Tuesday, June 17, 2014

Denmark Becomes First European Nation To Pass Progressive Gender Identity Law

Over six decades ago Denmark was the nation in which Christine Jorgensen underwent her hormonal transition.   Now Denmark becomes the first nation in Europe to pass a progressive gender identity law that removes obstacles to legal gender recognition. 

On June 11 the Danish Parliament passed a law modeled on the one passed in Argentina in 2012 that removes the requirement of a Gender Identity Disorder (GID), Gender Dysphoria or any other psychological assessment or opinion is not necessary    The Danish Parliament also removed requirements for medical intervention, mandatory surgical intervention and mandatory sterilization.

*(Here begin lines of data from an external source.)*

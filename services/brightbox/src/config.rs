// Licensed to the Apache Software Foundation (ASF) under one
// or more contributor license agreements.  See the NOTICE file
// distributed with this work for additional information
// regarding copyright ownership.  The ASF licenses this file
// to you under the Apache License, Version 2.0 (the
// "License"); you may not use this file except in compliance
// with the License.  You may obtain a copy of the License at
//
//   http://www.apache.org/licenses/LICENSE-2.0
//
// Unless required by applicable law or agreed to in writing,
// software distributed under the License is distributed on an
// "AS IS" BASIS, WITHOUT WARRANTIES OR CONDITIONS OF ANY
// KIND, either express or implied.  See the License for the
// specific language governing permissions and limitations
// under the License.

use std::fmt::{Debug, Formatter};

use nimbus_core::utils::{non_empty, Redact};
use nimbus_core::{Context, Endpoint, Error, Result};
use serde::Deserialize;

use crate::{BrightboxApi, BrightboxService, MockBrightboxService};

/// Env name of the client id.
pub const BRIGHTBOX_CLIENT_ID: &str = "BRIGHTBOX_CLIENT_ID";
/// Env name of the client secret.
pub const BRIGHTBOX_SECRET: &str = "BRIGHTBOX_SECRET";
/// Env name of the api url.
pub const BRIGHTBOX_API_URL: &str = "BRIGHTBOX_API_URL";
/// Env name of the auth url.
pub const BRIGHTBOX_AUTH_URL: &str = "BRIGHTBOX_AUTH_URL";

/// Default api and auth url.
pub const DEFAULT_API_URL: &str = "https://api.gb1.brightbox.com";

/// Config carries all the configuration for Brightbox.
#[derive(Clone, Deserialize)]
#[serde(default, deny_unknown_fields)]
pub struct Config {
    /// `brightbox_client_id` will be loaded from
    ///
    /// - this field if it's `is_some`
    /// - env value: [`BRIGHTBOX_CLIENT_ID`]
    pub brightbox_client_id: Option<String>,
    /// `brightbox_secret` will be loaded from
    ///
    /// - this field if it's `is_some`
    /// - env value: [`BRIGHTBOX_SECRET`]
    pub brightbox_secret: Option<String>,
    /// `brightbox_api_url` will be loaded from
    ///
    /// - this field if it's `is_some`
    /// - env value: [`BRIGHTBOX_API_URL`]
    ///
    /// Default to [`DEFAULT_API_URL`].
    pub brightbox_api_url: Option<String>,
    /// `brightbox_auth_url` will be loaded from
    ///
    /// - this field if it's `is_some`
    /// - env value: [`BRIGHTBOX_AUTH_URL`]
    ///
    /// Default to the api url.
    pub brightbox_auth_url: Option<String>,
    /// Keep the connection open between calls, default to `true`.
    pub persistent: bool,
    /// Build the in-memory mock instead of the real service.
    pub mock: bool,
}

impl Default for Config {
    fn default() -> Self {
        Self {
            brightbox_client_id: None,
            brightbox_secret: None,
            brightbox_api_url: None,
            brightbox_auth_url: None,
            persistent: true,
            mock: false,
        }
    }
}

impl Debug for Config {
    fn fmt(&self, f: &mut Formatter<'_>) -> std::fmt::Result {
        f.debug_struct("Config")
            .field("brightbox_client_id", &self.brightbox_client_id)
            .field("brightbox_secret", &Redact::from(&self.brightbox_secret))
            .field("brightbox_api_url", &self.brightbox_api_url)
            .field("brightbox_auth_url", &self.brightbox_auth_url)
            .field("persistent", &self.persistent)
            .field("mock", &self.mock)
            .finish()
    }
}

impl Config {
    /// Load config from env.
    ///
    /// Fields that are already set are kept.
    pub fn from_env(mut self, ctx: &Context) -> Self {
        let fields = [
            (&mut self.brightbox_client_id, BRIGHTBOX_CLIENT_ID),
            (&mut self.brightbox_secret, BRIGHTBOX_SECRET),
            (&mut self.brightbox_api_url, BRIGHTBOX_API_URL),
            (&mut self.brightbox_auth_url, BRIGHTBOX_AUTH_URL),
        ];
        for (field, key) in fields {
            if field.is_none() {
                *field = ctx.env_var(key).filter(|v| non_empty(v).is_some());
            }
        }
        self
    }

    /// Resolve the api endpoint.
    pub fn api_endpoint(&self) -> Result<Endpoint> {
        let url = self
            .brightbox_api_url
            .as_deref()
            .and_then(non_empty)
            .unwrap_or(DEFAULT_API_URL);
        Endpoint::parse(url)
    }

    /// Resolve the auth endpoint, the api endpoint if not set.
    pub fn auth_endpoint(&self) -> Result<Endpoint> {
        match self.brightbox_auth_url.as_deref().and_then(non_empty) {
            Some(url) => Endpoint::parse(url),
            None => self.api_endpoint(),
        }
    }

    /// Resolve client id and secret.
    pub fn client(&self) -> Result<(String, String)> {
        let id = self.brightbox_client_id.as_deref().and_then(non_empty);
        let secret = self.brightbox_secret.as_deref().and_then(non_empty);
        match (id, secret) {
            (Some(id), Some(secret)) => Ok((id.to_string(), secret.to_string())),
            _ => Err(Error::credential_invalid(
                "brightbox_client_id and brightbox_secret are required",
            )),
        }
    }

    /// Build the service.
    pub fn build(&self, ctx: &Context) -> Result<Box<dyn BrightboxApi>> {
        if self.mock {
            return Ok(Box::new(MockBrightboxService::new()));
        }

        Ok(Box::new(BrightboxService::new(ctx.clone(), self)?))
    }
}

#[cfg(test)]
mod tests {
    use super::*;
    use nimbus_core::{ErrorKind, StaticEnv};
    use pretty_assertions::assert_eq;
    use std::collections::HashMap;

    #[test]
    fn test_default_endpoints() -> Result<()> {
        let cfg = Config::default();

        assert_eq!(
            cfg.api_endpoint()?,
            Endpoint::new("https", "api.gb1.brightbox.com", 443, "/")
        );
        assert_eq!(cfg.auth_endpoint()?, cfg.api_endpoint()?);
        Ok(())
    }

    #[test]
    fn test_from_env() -> Result<()> {
        let ctx = Context::new().with_env(StaticEnv {
            envs: HashMap::from([
                (BRIGHTBOX_CLIENT_ID.to_string(), "cli-12345".to_string()),
                (BRIGHTBOX_SECRET.to_string(), "secret".to_string()),
                (BRIGHTBOX_AUTH_URL.to_string(), "http://localhost:8080".to_string()),
            ]),
        });
        let cfg = Config::default().from_env(&ctx);

        assert_eq!(cfg.client()?, ("cli-12345".to_string(), "secret".to_string()));
        assert_eq!(cfg.auth_endpoint()?.port, 8080);
        assert_eq!(cfg.api_endpoint()?.host, "api.gb1.brightbox.com");
        Ok(())
    }

    #[test]
    fn test_missing_client() {
        let err = Config::default().client().expect_err("client is required");
        assert_eq!(err.kind(), ErrorKind::CredentialInvalid);
    }

    #[test]
    fn test_deserialize_unknown_option() {
        let err = serde_json::from_str::<Config>(r#"{"brightbox_client": "cli-12345"}"#)
            .expect_err("unknown option must be rejected");
        assert!(err.to_string().contains("brightbox_client"));
    }
}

Under the new law an application for legal change of gender is submitted to a relevant authority and after 6 months the applicant simply needs to confirm their application for it to happen..

The passage of the first in the European region law was hailed by European TBLG organizations and activists.

"This is ground-breaking for trans persons in Denmark and elsewhere. We hope that other countries will follow the Danish example and pass quick, accessible and transparent legal gender recognition legislation based on self-determination swiftly. Nevertheless, for the young generation of trans people in Denmark we hope that the minimal age of 18 years will be dropped eventually..” comments TGEU Executive Director Julia Ehrt 

Paulo Côrte-Real, Co-Chair of ILGA-Europe, added: “We are very pleased to see the Argentinian model for legal gender recognition being introduced in Europe by Denmark today. The benchmark is set high now and we encourage other European countries to follow suit and to remove unnecessary, humiliating and degrading requirements which hinder people across Europe to fully enjoy their lives in preferred gender.”